IBM is a Leader in this Magic Quadrant. It is a large global IT services company with over 160,000 employees, operating in over 170 countries. IBM’s 2024 fiscal year revenue was $62.8 billion, with PCITS revenue undisclosed. A large majority of its PCITS customers use AWS (49%), followed by Microsoft Azure (43%), Google Cloud (5%) and OCI (2%). Its combined total of hyperscaler professional or expert-level certified individuals is 3,842, completing nearly 900 PCITS migration projects. Thirty-six percent of its PCITS customers are based in NA, 31% in APAC and 30% in Europe, with the remaining 3% in Latin America and Africa. IBM’s primary verticals are government, financial services and insurance and retail, implementing industry prebuilt templated services for over 680 clients. IBM co-creates with 95% of its PCITS clients prior to contract signing and utilizes intelligent automation for 90% of its deals. IBM states 65% of its clients have contracted business outcome metrics.
Strengths
  • Transformational outcome delivery: IBM adopts a strategic partnership approach characterized by a platform-centric and asset-driven methodology, powered by experienced teams, numerous tooling acquisitions, and integrated technology. This makes IBM particularly suited to customers seeking a partner to drive digital transformation built on cloud-native technologies and delivery models.
  • Automation and AI realization: Through its IBM Consulting Advantage platform, IBM is moving beyond mere investment to actively realizing concrete benefits from embedding automation and AI directly into its methodologies, assets and platforms.
  • Learning organization: IBM demonstrates clear reinvestment of lessons learned into its internal organization, capturing knowledge from engagements, structuring that knowledge into repeatable assets and improved methodologies, and disseminating it through platforms, training and collaborative forums. This helps ensure that both IBM and client organizations can benefit from the learning in the long term.
Cautions
  • Resource growth: IBM had just 3% PCITS employee growth in 2024, far below the average of 15% for all vendors in this MQ. From this, clients could infer that IBM is still on its reorganization journey, started in 2022 with its divestiture of Kyndryl. Even with the substantial experience IBM has in AI and automation, clients will need to ensure that IBM has the necessary resources and roadmap to meet their specific goals.
  • Incumbent inertia: IBM can be reluctant to drive change into existing accounts. This reluctance can hinder a client’s ability to adapt to changing market environments if it impacts IBM’s existing commercial structures. Existing clients especially should require optimization and innovation meetings with IBM to make a noticeable change.

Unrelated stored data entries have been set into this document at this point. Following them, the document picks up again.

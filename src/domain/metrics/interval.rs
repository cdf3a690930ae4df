//! Bucket widths for pre-aggregated metrics

use chrono::{DateTime, Duration, Utc};
use serde::{Deserialize, Serialize};
use std::fmt;
use std::str::FromStr;

use crate::domain::metrics::constants::intervals;

/// Width of an aggregate bucket
#[derive(Debug, Clone, Copy, PartialEq, Eq, PartialOrd, Ord, Hash, Serialize, Deserialize)]
pub enum IntervalType {
    #[serde(rename = "1m")]
    OneMinute,
    #[serde(rename = "5m")]
    FiveMinutes,
    #[serde(rename = "1h")]
    OneHour,
    #[serde(rename = "1d")]
    OneDay,
}

impl IntervalType {
    /// Every interval a point is aggregated into, finest first
    pub const ALL: [IntervalType; 4] = [
        Self::OneMinute,
        Self::FiveMinutes,
        Self::OneHour,
        Self::OneDay,
    ];

    pub fn seconds(self) -> i64 {
        match self {
            Self::OneMinute => intervals::ONE_MINUTE_SECS,
            Self::FiveMinutes => intervals::FIVE_MINUTES_SECS,
            Self::OneHour => intervals::ONE_HOUR_SECS,
            Self::OneDay => intervals::ONE_DAY_SECS,
        }
    }

    pub fn duration(self) -> Duration {
        Duration::seconds(self.seconds())
    }

    /// Start of the bucket covering `timestamp`: `floor(t / width) * width`
    pub fn bucket_start_secs(self, timestamp: DateTime<Utc>) -> i64 {
        let width = self.seconds();
        timestamp.timestamp().div_euclid(width) * width
    }

    pub fn bucket_start(self, timestamp: DateTime<Utc>) -> DateTime<Utc> {
        DateTime::from_timestamp(self.bucket_start_secs(timestamp), 0).unwrap_or(timestamp)
    }

    pub fn as_str(self) -> &'static str {
        match self {
            Self::OneMinute => "1m",
            Self::FiveMinutes => "5m",
            Self::OneHour => "1h",
            Self::OneDay => "1d",
        }
    }
}

impl fmt::Display for IntervalType {
    fn fmt(&self, f: &mut fmt::Formatter<'_>) -> fmt::Result {
        f.write_str(self.as_str())
    }
}

#[derive(Debug, Clone, PartialEq, Eq, thiserror::Error)]
#[error("Unknown interval type: {0}")]
pub struct UnknownInterval(String);

impl FromStr for IntervalType {
    type Err = UnknownInterval;

    fn from_str(s: &str) -> Result<Self, Self::Err> {
        match s {
            "1m" => Ok(Self::OneMinute),
            "5m" => Ok(Self::FiveMinutes),
            "1h" => Ok(Self::OneHour),
            "1d" => Ok(Self::OneDay),
            other => Err(UnknownInterval(other.to_string())),
        }
    }
}

#[cfg(test)]
mod tests {
    use super::*;
    use chrono::TimeZone;
    use rstest::rstest;

    #[rstest]
    #[case(IntervalType::OneMinute, "2024-03-01T10:17:00Z")]
    #[case(IntervalType::FiveMinutes, "2024-03-01T10:15:00Z")]
    #[case(IntervalType::OneHour, "2024-03-01T10:00:00Z")]
    #[case(IntervalType::OneDay, "2024-03-01T00:00:00Z")]
    fn floors_timestamp_to_bucket_start(#[case] interval: IntervalType, #[case] expected: &str) {
        let ts = Utc.with_ymd_and_hms(2024, 3, 1, 10, 17, 42).unwrap();
        let expected: DateTime<Utc> = expected.parse().unwrap();
        assert_eq!(interval.bucket_start(ts), expected);
    }

    #[test]
    fn floors_pre_epoch_timestamps_downwards() {
        let ts = DateTime::from_timestamp(-30, 0).unwrap();
        assert_eq!(IntervalType::OneMinute.bucket_start_secs(ts), -60);
    }

    #[test]
    fn parses_and_displays_short_names() {
        for interval in IntervalType::ALL {
            assert_eq!(interval.to_string().parse::<IntervalType>().unwrap(), interval);
        }
        assert!("2h".parse::<IntervalType>().is_err());
    }

    #[test]
    fn serializes_as_short_name() {
        assert_eq!(
            serde_json::to_string(&IntervalType::FiveMinutes).unwrap(),
            "\"5m\""
        );
    }
}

  • Operational capabilities focus: IBM’s methodologies are focused on driving cloud transformation by embracing AI and machine learning, rather than providing marketplace or managed services. IBM is not a good fit for clients already with a strategy in hand from another provider.
Infosys

Infosys is a Leader in this Magic Quadrant. It is a global system integrator with 323,379 employees operating in 56 countries. Its 2024 fiscal revenue was $19.1 billion with PCITS revenue at $11.5 billion, 89% of which is considered transformational. Infosys serves many multicloud clients, covering Microsoft Azure (60%), AWS (58%), Google Cloud (11%), and OCI (2%). It has a combined total of 2,819 individual certifications across hyperscalers at the professional or expert level, below the average in this research. Although it served 1,575 PCITS clients in 2024, which is lower than the average of others in this research, it migrated over 515,100 workloads. Its PCITS customers are based in North America (751), Europe (505), APAC (268), the Middle East (40), South and Central America (8), and Africa (3). Infosys’s primary verticals are financial services and insurance (582 clients), manufacturing (977 clients) and retail (504 clients). Infosys co-creates with 82% of its PCITS clients prior to contract signing.
Strengths
  • Strategic partner: Infosys has a strategy focused on delivering services closer to the customer through innovation and technology hubs. It also increased its industry value creation; for example, co-creating and building multiple new revenue streams for a mining client.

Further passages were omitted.